Thankfully I got an answer to my cries on Twitter. God I love the social media teams on there.

So I’m more than done.

I played Animal crossing and wore my Hello Kitty hat and shoes that came with teh Amiibo cards Yieki gave me. And I made pasta for dinner.

And I’m sooooooo tired.

Aaaaaand I’m done

You know when you know you’re over-doing it and you know the end is close but there’s “just one more thing” to attend to and you need to do it NOW otherwise once you sit down, it won’t happen?

Yeah, that.

I flagged it with my psychologist on Monday that I knew I was getting busier and I needed to keep up my resting and other good habits in order to maintain the good track I’ve been on. I mean, it’s great, I went out and socialised for the first time in FOREVER at the Newcastle Greens federal campaign launch. A good few hours socialising, meeting new people, networking. Oh and all sober.

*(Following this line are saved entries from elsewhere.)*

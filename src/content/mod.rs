// SPDX-License-Identifier: MPL-2.0
//! Site content: navigation links, services, projects and testimonials.
//!
//! A sample catalog is embedded from `assets/content/catalog.toml`. A
//! different file can be supplied with `--content`. Either way the catalog
//! is validated once at load time and shared as `Arc<Catalog>`, so every
//! page reads from the same source.

use crate::domain::gallery::{GalleryItem, ImageRef};
use crate::error::{Error, Result};
use rust_embed::RustEmbed;
use serde::Deserialize;
use std::fs;
use std::path::Path;
use std::sync::Arc;

#[derive(RustEmbed)]
#[folder = "assets/content/"]
struct Asset;

const EMBEDDED_CATALOG: &str = "catalog.toml";

/// A header navigation entry.
#[derive(Debug, Clone, PartialEq, Eq, Deserialize)]
pub struct NavLink {
    pub name: String,
    pub href: String,
    /// Whether this entry toggles the services dropdown.
    #[serde(default)]
    pub has_services: bool,
}

/// An entry of the services dropdown.
#[derive(Debug, Clone, PartialEq, Eq, Deserialize)]
pub struct ServiceLink {
    pub name: String,
    pub href: String,
}

#[derive(Debug, Clone, PartialEq, Eq, Deserialize)]
pub struct Testimonial {
    pub quote: String,
    pub author: String,
}

/// On-disk shape of a project, before the gallery invariant is checked.
#[derive(Debug, Deserialize)]
struct ProjectRecord {
    title: String,
    #[serde(default)]
    meta: String,
    #[serde(default)]
    location: String,
    #[serde(default)]
    description: String,
    #[serde(default)]
    alt: String,
    #[serde(default)]
    gallery: Vec<String>,
}

impl TryFrom<ProjectRecord> for GalleryItem {
    type Error = Error;

    fn try_from(record: ProjectRecord) -> Result<Self> {
        let gallery = record.gallery.into_iter().map(ImageRef::new).collect();
        let item = GalleryItem::new(record.title, gallery)?
            .with_meta(record.meta)
            .with_location(record.location)
            .with_description(record.description)
            .with_alt(record.alt);
        Ok(item)
    }
}

#[derive(Debug, Deserialize)]
struct CatalogFile {
    #[serde(default)]
    nav_links: Vec<NavLink>,
    #[serde(default)]
    services: Vec<ServiceLink>,
    #[serde(default)]
    projects: Vec<ProjectRecord>,
    #[serde(default)]
    testimonials: Vec<Testimonial>,
}

/// Validated site content.
#[derive(Debug, Clone, PartialEq, Eq)]
pub struct Catalog {
    nav_links: Vec<NavLink>,
    services: Vec<ServiceLink>,
    projects: Vec<Arc<GalleryItem>>,
    testimonials: Vec<Testimonial>,
}

impl Catalog {
    /// Parses and validates a catalog.
    ///
    /// # Errors
    ///
    /// Returns [`Error::Content`] if the TOML is malformed, a project has an
    /// empty gallery, or there are no projects at all.
    pub fn from_toml_str(source: &str) -> Result<Self> {
        let file: CatalogFile =
            toml::from_str(source).map_err(|err| Error::Content(err.to_string()))?;

        if file.projects.is_empty() {
            return Err(Error::Content("catalog has no projects".to_string()));
        }

        let projects = file
            .projects
            .into_iter()
            .map(|record| GalleryItem::try_from(record).map(Arc::new))
            .collect::<Result<Vec<_>>>()?;

        Ok(Self {
            nav_links: file.nav_links,
            services: file.services,
            projects,
            testimonials: file.testimonials,
        })
    }

    /// Loads the catalog compiled into the binary.
    pub fn load_embedded() -> Result<Self> {
        let file = Asset::get(EMBEDDED_CATALOG)
            .ok_or_else(|| Error::Content(format!("missing embedded {EMBEDDED_CATALOG}")))?;
        let source = String::from_utf8_lossy(file.data.as_ref());
        Self::from_toml_str(&source)
    }

    pub fn load_from_path(path: &Path) -> Result<Self> {
        let source = fs::read_to_string(path)?;
        Self::from_toml_str(&source)
    }

    /// Loads `override_path` if given, falling back to the embedded catalog.
    ///
    /// Returns the catalog and, when the override could not be used, the
    /// error that caused the fallback.
    ///
    /// # Errors
    ///
    /// Fails only if the embedded catalog itself is invalid.
    pub fn load_with_override(override_path: Option<&Path>) -> Result<(Self, Option<Error>)> {
        if let Some(path) = override_path {
            match Self::load_from_path(path) {
                Ok(catalog) => return Ok((catalog, None)),
                Err(err) => return Self::load_embedded().map(|catalog| (catalog, Some(err))),
            }
        }
        Self::load_embedded().map(|catalog| (catalog, None))
    }

    #[must_use]
    pub fn nav_links(&self) -> &[NavLink] {
        &self.nav_links
    }

    #[must_use]
    pub fn services(&self) -> &[ServiceLink] {
        &self.services
    }

    #[must_use]
    pub fn projects(&self) -> &[Arc<GalleryItem>] {
        &self.projects
    }

    #[must_use]
    pub fn project(&self, index: usize) -> Option<&Arc<GalleryItem>> {
        self.projects.get(index)
    }

    #[must_use]
    pub fn testimonials(&self) -> &[Testimonial] {
        &self.testimonials
    }
}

Got a diet coke when I go there and ran off nervous energy the rest of the night. I was brain dead by the time I got home, unable to answer questions without a delay. Lol. Those spoons were long gone.

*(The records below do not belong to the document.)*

// SPDX-License-Identifier: MPL-2.0
//! Benchmarks for gallery navigation.
//!
//! Measures the performance of:
//! - Viewer stepping (next/previous with wrap)
//! - Full component updates (keyboard navigation through the focus trap)
//! - Swipe gesture resolution

use criterion::{criterion_group, criterion_main, Criterion};
use portfolio_lens::domain::gallery::{GalleryItem, GalleryViewer, ImageRef};
use portfolio_lens::domain::ui::{FocusDelay, SwipeThreshold};
use portfolio_lens::ui::focus::{KeyInput, PageTarget};
use portfolio_lens::ui::gallery::{Message, State};
use portfolio_lens::ui::widgets::Gesture;
use std::hint::black_box;
use std::sync::Arc;

const IMAGE_COUNT: usize = 24;

fn sample_item() -> Arc<GalleryItem> {
    let gallery = (0..IMAGE_COUNT)
        .map(|i| ImageRef::new(format!("https://res.cloudinary.com/demo/project-{i}.png")))
        .collect();
    // A non-empty gallery always constructs.
    Arc::new(GalleryItem::new("Benchmark Project", gallery).unwrap())
}

/// Pure state machine stepping, no focus or gesture bookkeeping.
fn bench_viewer_step(c: &mut Criterion) {
    let mut group = c.benchmark_group("gallery_navigation");
    let item = sample_item();

    group.bench_function("viewer_next_full_cycle", |b| {
        let mut viewer = GalleryViewer::new();
        viewer.open(Arc::clone(&item));
        b.iter(|| {
            for _ in 0..IMAGE_COUNT {
                black_box(viewer.next());
            }
        });
    });

    group.bench_function("viewer_neighbors", |b| {
        let mut viewer = GalleryViewer::new();
        viewer.open(Arc::clone(&item));
        b.iter(|| black_box(viewer.neighbors().len()));
    });

    group.finish();
}

/// Component-level updates as the app drives them.
fn bench_component_update(c: &mut Criterion) {
    let mut group = c.benchmark_group("gallery_navigation");
    let item = sample_item();

    group.bench_function("keyboard_arrow_cycle", |b| {
        let mut state = State::new(SwipeThreshold::default(), FocusDelay::default());
        state.open(Arc::clone(&item), Some(PageTarget::Card(0)));
        b.iter(|| {
            for _ in 0..IMAGE_COUNT {
                black_box(state.update(Message::Key(KeyInput::ArrowRight)));
            }
        });
    });

    group.bench_function("tab_cycle", |b| {
        let mut state = State::new(SwipeThreshold::default(), FocusDelay::default());
        state.open(Arc::clone(&item), Some(PageTarget::Card(0)));
        b.iter(|| {
            for _ in 0..(IMAGE_COUNT + 3) {
                black_box(state.update(Message::Key(KeyInput::Tab { shift: false })));
            }
        });
    });

    group.bench_function("swipe_gesture", |b| {
        let mut state = State::new(SwipeThreshold::default(), FocusDelay::default());
        state.open(Arc::clone(&item), Some(PageTarget::Card(0)));
        b.iter(|| {
            state.update(Message::Swipe(Gesture::Started(300.0)));
            state.update(Message::Swipe(Gesture::Moved(240.0)));
            state.update(Message::Swipe(Gesture::Moved(180.0)));
            black_box(state.update(Message::Swipe(Gesture::Ended(Some(180.0)))))
        });
    });

    group.finish();
}

criterion_group!(benches, bench_viewer_step, bench_component_update);
criterion_main!(benches);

In other good news, I’m so close to having my Disability Support Pension approved after asking for the review when it was rejected last year. an Yvette from Centrelink called while I had covid to let me know that looking over it she wasn’t sure why I couldn’t have been marked as fully diagnosed and stabilised on what she was reading and sent it to be more thoroughly reviewed. I’m told they got in touch with my case worker at the substance use service and also the Occupational Therapist I started DBT with while I was on the waitlist for the public program and have come to the conclusion that I do meet the criteria for treated and diagnosed and then also that I meet the 20 points necessary on the impairment tables which freaks me out a little when I read it but year, I need to admit that I need a lot of support and structure to do more than the bare minimum, whatever you think that is.

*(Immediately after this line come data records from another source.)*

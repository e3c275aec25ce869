// SPDX-License-Identifier: MPL-2.0
//! Ordered focus targets with a wrapping cursor.

use crate::domain::navigation::{self, Direction};

/// An ordered list of focusable targets and the one currently focused.
///
/// A ring with no focused member represents "the container itself has
/// focus"; the first `advance` then lands on the first or last target.
#[derive(Debug, Clone, PartialEq, Eq)]
pub struct FocusRing<T> {
    targets: Vec<T>,
    position: Option<usize>,
}

impl<T: Copy + Eq> FocusRing<T> {
    #[must_use]
    pub fn new(targets: Vec<T>) -> Self {
        Self {
            targets,
            position: None,
        }
    }

    /// Replaces the targets, keeping focus if the focused target survives.
    pub fn set_targets(&mut self, targets: Vec<T>) {
        let focused = self.focused();
        self.targets = targets;
        self.position = focused.and_then(|target| self.index_of(target));
    }

    #[must_use]
    pub fn targets(&self) -> &[T] {
        &self.targets
    }

    #[must_use]
    pub fn len(&self) -> usize {
        self.targets.len()
    }

    #[must_use]
    pub fn is_empty(&self) -> bool {
        self.targets.is_empty()
    }

    #[must_use]
    pub fn first(&self) -> Option<T> {
        self.targets.first().copied()
    }

    #[must_use]
    pub fn last(&self) -> Option<T> {
        self.targets.last().copied()
    }

    #[must_use]
    pub fn focused(&self) -> Option<T> {
        self.position.and_then(|i| self.targets.get(i).copied())
    }

    #[must_use]
    pub fn contains(&self, target: T) -> bool {
        self.index_of(target).is_some()
    }

    /// Focuses `target` if it is a member. Returns false otherwise.
    pub fn focus(&mut self, target: T) -> bool {
        match self.index_of(target) {
            Some(index) => {
                self.position = Some(index);
                true
            }
            None => false,
        }
    }

    /// Moves focus back to the container.
    pub fn clear(&mut self) {
        self.position = None;
    }

    /// True when focus sits on the member an `advance` in `direction` would
    /// wrap away from.
    #[must_use]
    pub fn is_at_edge(&self, direction: Direction) -> bool {
        let Some(position) = self.position else {
            return false;
        };
        match direction {
            Direction::Next => position + 1 == self.targets.len(),
            Direction::Previous => position == 0,
        }
    }

    /// Moves focus one step in `direction`, wrapping at both ends.
    ///
    /// From the container, `Next` lands on the first target and `Previous`
    /// on the last. Returns the newly focused target, or `None` when the
    /// ring is empty.
    pub fn advance(&mut self, direction: Direction) -> Option<T> {
        if self.targets.is_empty() {
            return None;
        }
        let len = self.targets.len();
        let next = match (self.position, direction) {
            (None, Direction::Next) => 0,
            (None, Direction::Previous) => len - 1,
            (Some(position), direction) => navigation::step(position, len, direction),
        };
        self.position = Some(next);
        self.targets.get(next).copied()
    }

    fn index_of(&self, target: T) -> Option<usize> {
        self.targets.iter().position(|t| *t == target)
    }
}

impl<T> Default for FocusRing<T> {
    fn default() -> Self {
        Self {
            targets: Vec::new(),
            position: None,
        }
    }
}

#[cfg(test)]
mod tests {
    use super::*;

    #[derive(Debug, Clone, Copy, PartialEq, Eq)]
    enum Control {
        Close,
        Prev,
        Next,
    }

    fn ring() -> FocusRing<Control> {
        FocusRing::new(vec![Control::Close, Control::Prev, Control::Next])
    }

    #[test]
    fn advance_from_container_enters_at_ends() {
        let mut forward = ring();
        assert_eq!(forward.advance(Direction::Next), Some(Control::Close));

        let mut backward = ring();
        assert_eq!(backward.advance(Direction::Previous), Some(Control::Next));
    }

    #[test]
    fn advance_wraps() {
        let mut r = ring();
        r.focus(Control::Next);
        assert_eq!(r.advance(Direction::Next), Some(Control::Close));
        assert_eq!(r.advance(Direction::Previous), Some(Control::Next));
    }

    #[test]
    fn focus_rejects_non_members() {
        let mut r = FocusRing::new(vec![Control::Close]);
        assert!(!r.focus(Control::Next));
        assert_eq!(r.focused(), None);
        assert!(r.focus(Control::Close));
        assert_eq!(r.focused(), Some(Control::Close));
    }

    #[test]
    fn empty_ring_never_focuses() {
        let mut r: FocusRing<Control> = FocusRing::default();
        assert_eq!(r.advance(Direction::Next), None);
        assert_eq!(r.focused(), None);
        assert!(!r.is_at_edge(Direction::Next));
    }

    #[test]
    fn edges_are_detected() {
        let mut r = ring();
        assert!(!r.is_at_edge(Direction::Previous));
        r.focus(Control::Close);
        assert!(r.is_at_edge(Direction::Previous));
        assert!(!r.is_at_edge(Direction::Next));
        r.focus(Control::Next);
        assert!(r.is_at_edge(Direction::Next));
    }

    #[test]
    fn set_targets_keeps_surviving_focus() {
        let mut r = ring();
        r.focus(Control::Prev);
        r.set_targets(vec![Control::Prev, Control::Close]);
        assert_eq!(r.focused(), Some(Control::Prev));

        r.set_targets(vec![Control::Close]);
        assert_eq!(r.focused(), None);
    }

    #[test]
    fn clear_returns_focus_to_container() {
        let mut r = ring();
        r.focus(Control::Prev);
        r.clear();
        assert_eq!(r.focused(), None);
        assert_eq!(r.advance(Direction::Next), Some(Control::Close));
    }
}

So the next step is a telehealth appointment with an external psychologist to confirm I meet the criteria, which will be next Friday at midday. So I’m nervous about that, and worried about presenting well but not TOO well, if you know what I mean! Need to not mask, be honest and open.

How’s everyone going in the weather? It’s just one added thing to my mental load, even though it’s not REALLY affecting me, it stops me from doing the washing, or taking the dog for a walk if I could even motivate myself to do that. I watch the creek, assuming it won’t get much higher. I make sure I have food and medicine and have my phone charged in case. Water bottle filled. Little things that will make a difference if that storm cell does hit. Bruce is working today, for the first time this week, the weather being awful doesn’t make boat detailing an easy doable job. Oh and Maxi needed the vet yesterday another thing on my mental load – I’d finished a telehealth group, there were three new patients, so there was nine of us in total, it was full on, hard mental work even without trying to do therapy. Then i had to adult and take the dog to the vet. That’s why I splurged on chocolate at the service station on the way home and self soothed with m&ms :p

One thing I’ve also come to realise, and to accept and embrace, is that I rely on the meal prep boxes we get each week in order to be able to have the mental capacity to make dinner each night. Having the meals planned and the instructions there means my weary brain can pick up the recipe each night and follow the steps and come up with something nice, something different, something I’m proud to present as dinner for me and my partner. the nights I’ve been too zonked after taking on extra stuff without allowing for the energy, or when I’ve been sick since the Covid hangover is still niggling with a night cough and occasional headache and I can’t bring myself to cook, there’s only so many times I feel okay about Bruce getting us pizza, or us getting whatever is on special on the Maccas app. Though we DID have a lovely “date night” walking up to the local Maccas for cheap meals :p

So, it’s the weekend. My plans for this afternoon are dishes, dinner and relax. Might fire up the Sims or go fruit picking in Animal Crossing. But nothing too braining. My brain is done.